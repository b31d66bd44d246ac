//! Metrics sink seam
//!
//! The core emits counters and histograms through `MetricsSink`; wiring to
//! a real telemetry backend lives outside this workspace.

use log::debug;

pub trait MetricsSink: Send + Sync {
    fn counter(&self, name: &'static str, value: u64);
    fn histogram(&self, name: &'static str, value: f64);
}

/// Writes every emission to the debug log.
#[derive(Debug, Default, Clone, Copy)]
pub struct LogMetrics;

impl MetricsSink for LogMetrics {
    fn counter(&self, name: &'static str, value: u64) {
        debug!("metric counter {} += {}", name, value);
    }

    fn histogram(&self, name: &'static str, value: f64) {
        debug!("metric histogram {} = {:.3}", name, value);
    }
}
++++++++++++++++++++
- _TASK BRIEF_: What's needed is every entry, returned word for word.

- _RESPONSE FOR THIS EXERCISE_:
repository b31d66bd44d246ac
//! Metrics sink seam
//!
//! The core emits counters and histograms through `MetricsSink`; wiring to
//! a real telemetry backend lives outside this workspace.

use log::debug;

pub trait MetricsSink: Send + Sync {
    fn counter(&self, name: &'static str, value: u64);
    fn histogram(&self, name: &'static str, value: f64);
}

/// Writes every emission to the debug log.
#[derive(Debug, Default, Clone, Copy)]
pub struct LogMetrics;

impl MetricsSink for LogMetrics {
    fn counter(&self, name: &'static str, value: u64) {
        debug!("metric counter {} += {}", name, value);
    }

    fn histogram(&self, name: &'static str, value: f64) {
        debug!("metric histogram {} = {:.3}", name, value);
    }
}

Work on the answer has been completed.